A Ignacio la frase le endulzó el rostro.
—Bueno, ya sabes cómo era papá. —Se le escapó una sonrisa—. Aunque, en fin, para qué voy a mentir —agregó, mirando con falsa modestia sus dedos largos y delicados, que movió como si fueran varillas de un abanico que se abre y se cierra a velocidad de parpadeo—, la verdad es que el oficio no se me daba del todo mal.
—No seas modesto, Ignacio —le halagó ladinamente Marcelo.
—Recuerdo que una vez… —empezó a contar Ignacio.
—Por favor, Marcelo —le interrumpí—. No metas a Ignacio en esto.
—¿Por qué no te callas de una vez y me dejas hacer a mí, Tomás? —me reprendió Marcelo—. Bastante liadas están ya las cosas como para que me salgas ahora con escrúpulos de conciencia.
Ignacio terció conciliador.
—No, Tomás, si Marcelo tiene razón. Lo que pasa es que… —Hizo un gesto dubitativo, y luego un silencio, durante el cual se miró con desconsuelo sus manos de pianista, muertas ahora sobre la mesa, y pareció meditar, pero enseguida, en un tono más animado, como si acabara de adoptar una decisión impecable, que iba a satisfacernos a todos, agregó golpeando con sus manos recién resucitadas el filo de la mesa—: Mirad, vamos a hacer una cosa: volvemos a Oxford, nos tomamos tranquilamente la última copa, charlamos un ratito, nos olvidamos de todo esto y me dais un par de días para que lo piense.
—Imposible —afirmó tajante Marcelo—. Si lo hacemos, hay que hacerlo de inmediato.
—¿Cuándo?
—Ahora mismo.
Derrotado por la intransigencia de Marcelo, Ignacio pareció recuperar de golpe su palidez de hombre atribulado.
—Bueno, tampoco hace falta que sea ahora mismo —traté de mediar, convencido de que a Ignacio le sentaría bien tomarse un tiempo para hacerse a la idea—. Podemos dejarlo para mañana, ¿no? Total…
—Mañana será demasiado tarde —dijo Marcelo—. ¿No os dais cuenta? Mientras más tardemos en arreglar este asunto, más posibilidades habrá de que a la familia o a la policía se les ocurra pasar por el piso, o de que los vecinos se huelan el muerto. Y nunca mejor dicho.
—Hombre, Marcelo, a mí, la verdad, me parece un poco precipitado —porfió Ignacio.
—Precipitado por qué.
—No sé, chico. Es que esto es una cosa muy seria, y así, de golpe, pues la verdad… Además, Marta me espera para cenar.

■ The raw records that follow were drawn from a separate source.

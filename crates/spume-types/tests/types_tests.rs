//! Integration tests for spume-types.

use spume_types::constants::VOLATILE_MASS_SCALE;
use spume_types::{BodyIndex, BodyKind, SpumeError, TickIndex};

// ─── ID Tests ──────────────────────────────────────────────────

#[test]
fn body_index_index() {
    let id = BodyIndex(42);
    assert_eq!(id.index(), 42);
}

#[test]
fn tick_index_advances() {
    let tick = TickIndex::ZERO;
    assert_eq!(tick.next(), TickIndex(1));
    assert_eq!(tick.next().next(), TickIndex(2));
}

#[test]
fn ids_are_serializable() {
    let id = BodyIndex(100);
    let json = serde_json::to_string(&id).unwrap();
    let deserialized: BodyIndex = serde_json::from_str(&json).unwrap();
    assert_eq!(id, deserialized);
}

// ─── Kind Table Tests ─────────────────────────────────────────

#[test]
fn bubble_is_unit_mass() {
    assert_eq!(BodyKind::Bubble.mass_factor(), 1.0);
    assert_eq!(BodyKind::Bubble.inverse_mass(), 1.0);
}

#[test]
fn volatile_is_heavier_than_bubble() {
    assert_eq!(
        BodyKind::Volatile.mass_factor(),
        BodyKind::Bubble.mass_factor() * VOLATILE_MASS_SCALE
    );
}

#[test]
fn obstacle_is_immovable() {
    let traits = BodyKind::Obstacle.traits();
    assert_eq!(traits.mass_factor, 0.0);
    assert!(!traits.relocatable);
    assert_eq!(BodyKind::Obstacle.inverse_mass(), 0.0);
}

#[test]
fn all_kinds_have_positive_radius() {
    for kind in BodyKind::ALL {
        assert!(kind.traits().radius > 0.0, "{} radius", kind.name());
    }
}

#[test]
fn movable_kinds_have_positive_inverse_mass() {
    for kind in BodyKind::ALL {
        let traits = kind.traits();
        if traits.relocatable {
            assert!(kind.inverse_mass() > 0.0, "{}", kind.name());
        } else {
            assert_eq!(kind.inverse_mass(), 0.0, "{}", kind.name());
        }
    }
}

#[test]
fn kind_names_are_unique() {
    let names: Vec<&str> = BodyKind::ALL.iter().map(|k| k.name()).collect();
    let mut deduped = names.clone();
    deduped.sort_unstable();
    deduped.dedup();
    assert_eq!(names.len(), deduped.len());
}

#[test]
fn kinds_are_serializable() {
    let json = serde_json::to_string(&BodyKind::Volatile).unwrap();
    let back: BodyKind = serde_json::from_str(&json).unwrap();
    assert_eq!(back, BodyKind::Volatile);
}

// ─── Error Tests ──────────────────────────────────────────────

#[test]
fn error_display() {
    let err = SpumeError::InvalidBody("radius must be positive, got -3".into());
    assert!(err.to_string().contains("radius must be positive"));
}

#[test]
fn config_error_display() {
    let err = SpumeError::InvalidConfig("max_dt must be finite".into());
    assert!(err.to_string().contains("Invalid configuration"));
}
//! World snapshot serialization for inspection and replay.
//!
//! Snapshots capture the collision-visible state at a point in time.
//! This is debug tooling, not save-game persistence — the surrounding
//! application owns its own save format.

use serde::{Deserialize, Serialize};

use spume_types::{BodyKind, SpumeError, SpumeResult, TickIndex};

use crate::arena::BodyArena;
use crate::world::World;

/// Snapshot of one body collection.
///
/// Positions and velocities are flattened `[x0, y0, x1, y1, ...]` for a
/// compact binary layout.
#[derive(Debug, Clone, Serialize, Deserialize)]
pub struct ArenaSnapshot {
    pub positions: Vec<f32>,
    pub velocities: Vec<f32>,
    pub radii: Vec<f32>,
    pub inv_masses: Vec<f32>,
    pub kinds: Vec<BodyKind>,
}

impl ArenaSnapshot {
    fn capture(arena: &BodyArena) -> Self {
        let n = arena.len();
        let mut positions = Vec::with_capacity(n * 2);
        let mut velocities = Vec::with_capacity(n * 2);

        for i in 0..n {
            positions.push(arena.pos_x[i]);
            positions.push(arena.pos_y[i]);
            velocities.push(arena.vel_x[i]);
            velocities.push(arena.vel_y[i]);
        }

        Self {
            positions,
            velocities,
            radii: arena.radius.clone(),
            inv_masses: arena.inv_mass.clone(),
            kinds: arena.kind.clone(),
        }
    }

    /// Number of bodies captured.
    pub fn body_count(&self) -> usize {
        self.radii.len()
    }

    fn restore_into(&self, arena: &mut BodyArena) -> SpumeResult<()> {
        let n = self.body_count();
        if self.positions.len() != n * 2
            || self.velocities.len() != n * 2
            || self.inv_masses.len() != n
            || self.kinds.len() != n
        {
            return Err(SpumeError::Serialization(
                "snapshot arena has mismatched column lengths".into(),
            ));
        }

        arena.clear();
        for i in 0..n {
            arena.pos_x.push(self.positions[i * 2]);
            arena.pos_y.push(self.positions[i * 2 + 1]);
            arena.vel_x.push(self.velocities[i * 2]);
            arena.vel_y.push(self.velocities[i * 2 + 1]);
        }
        arena.radius = self.radii.clone();
        arena.inv_mass = self.inv_masses.clone();
        arena.kind = self.kinds.clone();
        Ok(())
    }
}

/// A complete world snapshot.
///
/// Serialized with `bincode` for compact binary output.
#[derive(Debug, Clone, Serialize, Deserialize)]
pub struct WorldSnapshot {
    /// Tick index when this snapshot was taken.
    pub tick: u64,
    /// Simulation time in seconds.
    pub sim_time: f64,
    pub bubbles: ArenaSnapshot,
    pub agents: ArenaSnapshot,
    pub obstacles: ArenaSnapshot,
}

impl WorldSnapshot {
    /// Captures the current state of a world.
    pub fn capture(world: &World) -> Self {
        Self {
            tick: world.tick.0,
            sim_time: world.sim_time,
            bubbles: ArenaSnapshot::capture(&world.bubbles),
            agents: ArenaSnapshot::capture(&world.agents),
            obstacles: ArenaSnapshot::capture(&world.obstacles),
        }
    }

    /// Total bodies across all collections.
    pub fn body_count(&self) -> usize {
        self.bubbles.body_count() + self.agents.body_count() + self.obstacles.body_count()
    }

    /// Serializes to compact binary format.
    pub fn to_bytes(&self) -> SpumeResult<Vec<u8>> {
        bincode::serialize(self).map_err(|e| SpumeError::Serialization(e.to_string()))
    }

    /// Deserializes from binary format.
    pub fn from_bytes(data: &[u8]) -> SpumeResult<Self> {
        bincode::deserialize(data).map_err(|e| SpumeError::Serialization(e.to_string()))
    }

    /// Rebuilds a world from this snapshot.
    ///
    /// The per-tick caches are refreshed so the world is ready for the
    /// next [`World::begin_tick`] immediately.
    pub fn restore(&self) -> SpumeResult<World> {
        let mut world = World::with_bubble_capacity(self.bubbles.body_count().max(1));
        world.tick = TickIndex(self.tick);
        world.sim_time = self.sim_time;
        self.bubbles.restore_into(&mut world.bubbles)?;
        self.agents.restore_into(&mut world.agents)?;
        self.obstacles.restore_into(&mut world.obstacles)?;
        world.refresh_caches();
        Ok(world)
    }
}
//! # spume-world
//!
//! Body storage and world state for the Spume collision core.
//!
//! ## Key Types
//!
//! - [`BodyArena`] — SoA buffers for positions, velocities, radii, masses
//! - [`World`] — the bubble/agent/obstacle arenas plus per-tick caches
//! - [`snapshot::WorldSnapshot`] — binary state capture for inspection

pub mod arena;
pub mod snapshot;
pub mod world;

pub use arena::BodyArena;
pub use world::World;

—Pues la llamas y le dices que no vas.
—Sí, sí —se burló Ignacio, esforzándose en vano por componer otra vez una sonrisa—. Cómo se nota que no la conoces.
—Claro que la conozco. Está bien: hablaré yo con ella.
—Cómo se te ocurre. Entonces sí que no salgo.
—Pues hazlo tú.
—Ignacio, por favor, déjalo ya —dije, abandonándome al desaliento—. No le hagas caso.
—Que te calles de una vez, coño.
—Como queráis —transigió finalmente Ignacio, menos convencido que resignado—. Todo esto me parece cosa de locos, pero qué se le va a hacer. Subiré a casa, recogeré mis cosas y le contaré un cuento a Marta; algo se me ocurrirá por el camino, digo yo. De todos modos, cuando salga de casa vosotros me estáis esperando abajo. ¿De acuerdo?
—De acuerdo —convino Marcelo sin ocultar su satisfacción y, antes de que Ignacio pudiera arrepentirse, dejó un billete de dos mil pesetas sobre la mesa y se levantó—. Andando.
Sin duda porque me sentía culpable, mientras salíamos de El Yate me arrimé a Ignacio y, sin demasiada convicción y sin que Marcelo me oyera, le rogué al oído:
—Ignacio, por favor, no te sientas obligado a venir. Esto es un problema mío y tengo que solucionarlo yo solo.
Como si no me hubiera oído, o como si hablara consigo mismo, Ignacio rezongó:
—Esto de tener amigos es una porquería, chico.